When this is ran I get (the promise is from the console.log() outside of the async function.

Promise { <pending> }
[
  {
    _id: new ObjectId("633499451739979630b645be"),
    name: 'Silence',
    __v: 0
  },
  {
    _id: new ObjectId("6334998b51a957972355eb63"),
    name: 'Silence',
    __v: 0
  }
]

2

Answers


  1. All, async functions return a promise so the caller of your function needs to use await or .then() to get the final result. This is because the async function returns a promise as soon as your function hits its first await. The result is not known yet when the function returns.

    There is no magic way to turn an asynchronously retrieved value into a synchronously retrieved value, even with await. And no way to directly return from your function the asynchronously retrieved value. The function will return before the value is known.

    If you’re retrieving the value asynchronously, then anyone using that value outside of your function will have to use await or .then() to get access to the value.

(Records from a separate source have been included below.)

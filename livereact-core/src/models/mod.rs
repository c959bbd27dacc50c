pub mod id;
pub mod presentation;
pub mod reaction;

pub use id::PresentationId;
pub use presentation::{Presentation, ReactionCounts};
pub use reaction::{ReactionEvent, ReactionKind};
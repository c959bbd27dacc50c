use serde::{Deserialize, Serialize};
use std::sync::Arc;
use tracing::debug;

use crate::error::Error;
use crate::hub::ReactionHub;
use crate::models::{PresentationId, ReactionEvent, ReactionKind};
use crate::store::CounterStore;

/// Inbound reaction frame as received from a viewer.
///
/// One recognized field; everything else a client sends is ignored.
#[derive(Debug, Deserialize)]
struct InboundFrame {
    reaction_type: Option<String>,
}

/// Outbound reaction frame as broadcast to viewers.
///
/// Recipients get the validated value re-encoded, never the raw inbound bytes.
#[derive(Debug, Serialize)]
struct OutboundReaction {
    reaction_type: ReactionKind,
}

/// Result of handling one inbound frame.
///
/// Everything except `Delivered` is recoverable: the offending frame is
/// dropped and the connection stays open.
#[derive(Debug, Clone, Copy, PartialEq, Eq)]
pub enum InboundOutcome {
    /// Frame validated and fanned out to `recipients` queues
    Delivered { recipients: usize },
    /// Payload was not parseable as JSON
    MalformedPayload,
    /// Payload parsed but carried no `reaction_type` field
    MissingField,
    /// `reaction_type` was present but outside the closed set
    InvalidKind,
}

/// Validates inbound reaction frames and fans them out through the hub.
///
/// The durable counter increment runs on its own task: fan-out never waits on
/// storage and a storage failure never suppresses the live broadcast.
#[derive(Clone)]
pub struct ReactionRouter {
    hub: Arc<ReactionHub>,
    store: Arc<dyn CounterStore>,
}

impl ReactionRouter {
    pub fn new(hub: Arc<ReactionHub>, store: Arc<dyn CounterStore>) -> Self {
        Self { hub, store }
    }

    /// Handle one raw inbound frame from a viewer of `presentation_id`.
    pub fn handle_inbound(&self, presentation_id: &PresentationId, raw: &str) -> InboundOutcome {
        let frame: InboundFrame = match serde_json::from_str(raw) {
            Ok(frame) => frame,
            Err(e) => {
                debug!(
                    presentation_id = %presentation_id.as_str(),
                    error = %e,
                    "Dropping malformed reaction frame"
                );
                return InboundOutcome::MalformedPayload;
            }
        };

        let Some(raw_kind) = frame.reaction_type else {
            debug!(
                presentation_id = %presentation_id.as_str(),
                "Dropping reaction frame without reaction_type"
            );
            return InboundOutcome::MissingField;
        };

        let Some(kind) = ReactionKind::parse(&raw_kind) else {
            debug!(
                presentation_id = %presentation_id.as_str(),
                reaction_type = %raw_kind,
                "Dropping reaction frame with unknown reaction_type"
            );
            return InboundOutcome::InvalidKind;
        };

        let event = ReactionEvent::new(presentation_id.clone(), kind);
        self.dispatch(event)
    }

    /// Fan out a validated event and kick off the durable count.
    fn dispatch(&self, event: ReactionEvent) -> InboundOutcome {
        let encoded = match serde_json::to_string(&OutboundReaction {
            reaction_type: event.kind,
        }) {
            Ok(encoded) => encoded,
            Err(e) => {
                // A fixed-shape frame failing to serialize means a bug, not a
                // bad client; drop the frame and keep the connection.
                debug!(error = %e, "Failed to encode outbound reaction frame");
                return InboundOutcome::MalformedPayload;
            }
        };

        let recipients = self.hub.broadcast(&event.presentation_id, encoded);

        // Counting is a separate pipeline from fan-out. NotFound is expected
        // for presentations that only ever existed as a live group.
        let store = Arc::clone(&self.store);
        tokio::spawn(async move {
            if let Err(e) = store.increment(&event.presentation_id, event.kind).await {
                match e {
                    Error::NotFound(_) => debug!(
                        presentation_id = %event.presentation_id.as_str(),
                        "Reaction counted against unknown presentation, skipping"
                    ),
                    other => debug!(
                        presentation_id = %event.presentation_id.as_str(),
                        error = %other,
                        "Failed to increment reaction counter"
                    ),
                }
            }
        });

        InboundOutcome::Delivered { recipients }
    }
}

#[cfg(test)]
mod tests {
    use super::*;
    use crate::store::MemoryCounterStore;

    fn pid(s: &str) -> PresentationId {
        PresentationId::from_string(s.to_string())
    }

    fn router_with_hub() -> (ReactionRouter, Arc<ReactionHub>) {
        let hub = Arc::new(ReactionHub::new(8));
        let store = Arc::new(MemoryCounterStore::new());
        (ReactionRouter::new(hub.clone(), store), hub)
    }

    #[tokio::test]
    async fn test_valid_reaction_is_broadcast() {
        let (router, hub) = router_with_hub();
        let presentation = pid("p1");
        let mut rx = hub.subscribe(presentation.clone(), "conn1".to_string());

        let outcome = router.handle_inbound(&presentation, r#"{"reaction_type": "heart"}"#);
        assert_eq!(outcome, InboundOutcome::Delivered { recipients: 1 });

        assert_eq!(rx.recv().await.unwrap(), r#"{"reaction_type":"heart"}"#);
    }

    #[tokio::test]
    async fn test_invalid_kind_is_recoverable() {
        let (router, hub) = router_with_hub();
        let presentation = pid("p1");
        let mut rx = hub.subscribe(presentation.clone(), "conn1".to_string());

        let outcome = router.handle_inbound(&presentation, r#"{"reaction_type": "nope"}"#);
        assert_eq!(outcome, InboundOutcome::InvalidKind);

        // Connection membership untouched, nothing broadcast
        assert_eq!(hub.subscriber_count(&presentation), 1);
        let nothing =
            tokio::time::timeout(std::time::Duration::from_millis(50), rx.recv()).await;
        assert!(nothing.is_err());
    }

    #[tokio::test]
    async fn test_missing_field_is_recoverable() {
        let (router, hub) = router_with_hub();
        let presentation = pid("p1");
        let _rx = hub.subscribe(presentation.clone(), "conn1".to_string());

        let outcome = router.handle_inbound(&presentation, "{}");
        assert_eq!(outcome, InboundOutcome::MissingField);
        assert_eq!(hub.subscriber_count(&presentation), 1);
    }

    #[tokio::test]
    async fn test_malformed_payload_is_recoverable() {
        let (router, hub) = router_with_hub();
        let presentation = pid("p1");
        let _rx = hub.subscribe(presentation.clone(), "conn1".to_string());

        let outcome = router.handle_inbound(&presentation, "not json at all");
        assert_eq!(outcome, InboundOutcome::MalformedPayload);
        assert_eq!(hub.subscriber_count(&presentation), 1);
    }

    #[tokio::test]
    async fn test_sender_receives_own_echo() {
        let (router, hub) = router_with_hub();
        let presentation = pid("p1");
        let mut rx_sender = hub.subscribe(presentation.clone(), "sender".to_string());
        let mut rx_other = hub.subscribe(presentation.clone(), "other".to_string());

        let outcome = router.handle_inbound(&presentation, r#"{"reaction_type":"laugh"}"#);
        assert_eq!(outcome, InboundOutcome::Delivered { recipients: 2 });

        assert_eq!(rx_sender.recv().await.unwrap(), r#"{"reaction_type":"laugh"}"#);
        assert_eq!(rx_other.recv().await.unwrap(), r#"{"reaction_type":"laugh"}"#);
    }

    #[tokio::test]
    async fn test_other_groups_never_receive() {
        let (router, hub) = router_with_hub();
        let p1 = pid("p1");
        let p2 = pid("p2");
        let _rx_a = hub.subscribe(p1.clone(), "conn_a".to_string());
        let mut rx_c = hub.subscribe(p2.clone(), "conn_c".to_string());

        let outcome = router.handle_inbound(&p1, r#"{"reaction_type":"surprise"}"#);
        assert_eq!(outcome, InboundOutcome::Delivered { recipients: 1 });

        let nothing =
            tokio::time::timeout(std::time::Duration::from_millis(50), rx_c.recv()).await;
        assert!(nothing.is_err(), "p2 viewer must not see p1 reactions");
    }

    #[tokio::test]
    async fn test_counter_increment_runs_independently() {
        let hub = Arc::new(ReactionHub::new(8));
        let store = Arc::new(MemoryCounterStore::new());
        let router = ReactionRouter::new(hub.clone(), store.clone());

        let created = store
            .create("Talk".to_string(), String::new())
            .await
            .unwrap();

        // No subscribers at all: broadcast reaches nobody but the count still
        // lands
        let outcome = router.handle_inbound(&created.id, r#"{"reaction_type":"thumbs_up"}"#);
        assert_eq!(outcome, InboundOutcome::Delivered { recipients: 0 });

        // The increment task runs on the same runtime; yield until it lands
        for _ in 0..100 {
            tokio::task::yield_now().await;
            if store.get(&created.id).await.unwrap().counts.thumbs_up == 1 {
                return;
            }
        }
        panic!("counter increment never applied");
    }
}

    async function getKittens() {
      const kittens = await Kitten.find();
      console.log(kittens);
      return(kittens)
    }
    
    getKittens().then(kittens => {
        console.log(kittens);
    }).catch(err => {
        console.log(err);
    });
    

    To understand the timing of things a little better, if you insert these diagnostic messages:

    async function getKittens() {
      console.log("in getKittens()");
      const kittens = await Kitten.find();
      console.log("after await Kitten.find()");
      return(kittens)
    }
    
    console.log("about to call getKittens()");    
    let p = getKittens();
    console.log("after calling getKittens()");
    p.then(kittens => {
        console.log("got result from getKittens()");
    }).catch(err => {
        console.log(err);
    });
    

    You will see this in the console:

    about to call getKittens()
    in getKittens()
    after calling getKittens()
    after await Kitten.find()
    got result from getKittens()
    

    Note that the function has returned BEFORE the await has finished and before the result of Kitten.find() is known.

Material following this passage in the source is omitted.